In August 2017, tisagenlecleucel became the first of a revolutionary new type of immunotherapy known as chimeric antigen receptor (CAR) T–cell therapy to be approved by the FDA. That approval, which was highlighted in a post on this blog, made tisagenlecleucel a treatment option for children and young adults up to the age of 25 who had a diagnosis of B-cell acute lymphoblastic leukemia (ALL) that is refractory, meaning that it has not responded to standard treatments, or has relapsed after successful treatment at least twice.
This week’s approval is for the use of tisagenlecleucel as a treatment for adult patients who have large B-cell lymphoma that is refractory to or has relapsed after they have tried two or more types of systemic therapy.
The term large B-cell lymphoma encompasses a number of types of non-Hodgkin lymphoma, including diffuse large B-cell lymphoma (DLBCL), high grade B-cell lymphoma, and DLBCL arising from follicular lymphoma.
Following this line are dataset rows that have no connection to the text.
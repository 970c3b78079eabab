//! Authentication: password login and bearer-token verification

pub mod hasher;
pub mod token;

pub use hasher::{Argon2Hasher, CredentialHasher};
pub use token::TokenIssuer;

use crate::{
    db::{models::AccountId, EntityStore},
    error::{AdminError, AdminResult},
    request::{Principal, RequestContext},
};
use chrono::{DateTime, Utc};
use serde::{Deserialize, Serialize};
use std::sync::Arc;

/// Issued session
#[derive(Debug, Clone, Serialize, Deserialize)]
pub struct Session {
    pub token: String,
    pub account_id: AccountId,
    pub expires_at: DateTime<Utc>,
}

/// Login and token verification service
#[derive(Clone)]
pub struct Authenticator {
    store: Arc<dyn EntityStore>,
    hasher: Arc<dyn CredentialHasher>,
    tokens: TokenIssuer,
}

impl Authenticator {
    pub fn new(
        store: Arc<dyn EntityStore>,
        hasher: Arc<dyn CredentialHasher>,
        tokens: TokenIssuer,
    ) -> Self {
        Self {
            store,
            hasher,
            tokens,
        }
    }

    /// Authenticate by login and password and issue a session token
    pub async fn login(
        &self,
        ctx: &RequestContext,
        login: &str,
        password: &str,
    ) -> AdminResult<Session> {
        let this = self.clone();
        let login = login.to_string();
        let password = password.to_string();

        ctx.run(async move {
            let account = match this.store.account_by_login(&login).await {
                Ok(account) => account,
                Err(AdminError::NotFound(_)) => {
                    tracing::debug!("Login failed: unknown login {}", login);
                    return Err(invalid_credentials());
                }
                Err(e) => return Err(e),
            };

            if !account.is_active || account.deactivated_at.is_some() {
                return Err(AdminError::Forbidden("Account is deactivated".to_string()));
            }

            if !this.hasher.verify(&password, &account.password_hash)? {
                tracing::debug!("Login failed: wrong password for account {}", account.id);
                return Err(invalid_credentials());
            }

            let (token, expires_at) = this.tokens.issue(account.id)?;
            tracing::info!("Account {} logged in", account.id);

            Ok(Session {
                token,
                account_id: account.id,
                expires_at,
            })
        })
        .await
    }

    /// Resolve a bearer token to its principal
    pub fn verify_token(&self, token: &str) -> AdminResult<Principal> {
        self.tokens.verify(token)
    }
}

fn invalid_credentials() -> AdminError {
    AdminError::Unauthenticated("invalid credentials".to_string())
}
DLBCL is the most common of these cancers. In fact, according to the National Cancer Institute, it is the most common type of non-Hodgkin lymphoma diagnosed in the United States, accounting for about 30 percent of new cases of the disease. Thus, it is expected that there will be 22,404 new cases of DLBCL diagnosed in the United States in 2018.
As the name suggests, large B-cell lymphomas arise in immune cells called B cells, which almost always have a protein called CD19 on their surface. CD19 is the target of tisagenlecleucel.
Tisagenlecleucel is not a uniform treatment. As explained in the previous post about the immunotherapeutic on this blog, each patient’s treatment is customized using immune cells called T cells harvested from his or her blood. The harvested T cells are genetically modified to have a new gene that encodes a protein called a CAR, which is why this type of treatment is often referred to as cell-based gene therapy.
After modification, the T cells are expanded in number and then infused back into the patient, where the CAR directs them to CD19-positive large B-cell lymphoma cells and triggers them to attack once they get there.
The approval of tisagenlecleucel for relapsed or refractory large B-cell lymphoma was based on data from the multicenter, phase II JULIET clinical trial. Initial results from the trial, which were presented at a scientific conference in December 2017, showed that after three months of follow-up of 81 patients, 32 percent had complete responses and 6 percent had partial responses. Forty-six of these patients had been followed for an additional three months, and among these patients with six months of follow-up, 30 percent had a complete response and 7 percent had a partial response. Given that most responses were sustained between the time points analyzed, the median duration of response was not calculable.
The researchers reported at the conference that 86 percent of patients who received tisagenlecleucel had grade three or four adverse events, with 58 percent having cytokine-release syndrome and 12 percent having neurological adverse events. These are known adverse events following CAR T-cell therapy. However, they can be life-threatening. Thus, tisagenlecleucel approvals come with a boxed warning for cytokine-release syndrome and neurological toxicities, and the immunotherapeutic is only available through a risk evaluation and mitigation strategy program. This program requires that health care facilities using tisagenlecleucel be specially certified, with staff trained to recognize and manage cytokine-release syndrome and neurologic events.
The new approval makes tisagenlecleucel the second CAR T-cell therapy approved for large B-cell lymphomas. The first, axicabtagene ciloleucel (Yescarta), was approved by the FDA for this use in October 2017. With many new CAR T-cell therapies under development, including some targeting proteins other than CD19 and some designed to be much simpler to manufacture, and many researchers investigating ways to improve the ones that we already have, it is clear that there will be more posts about this new approach to cancer treatment on this blog in the future.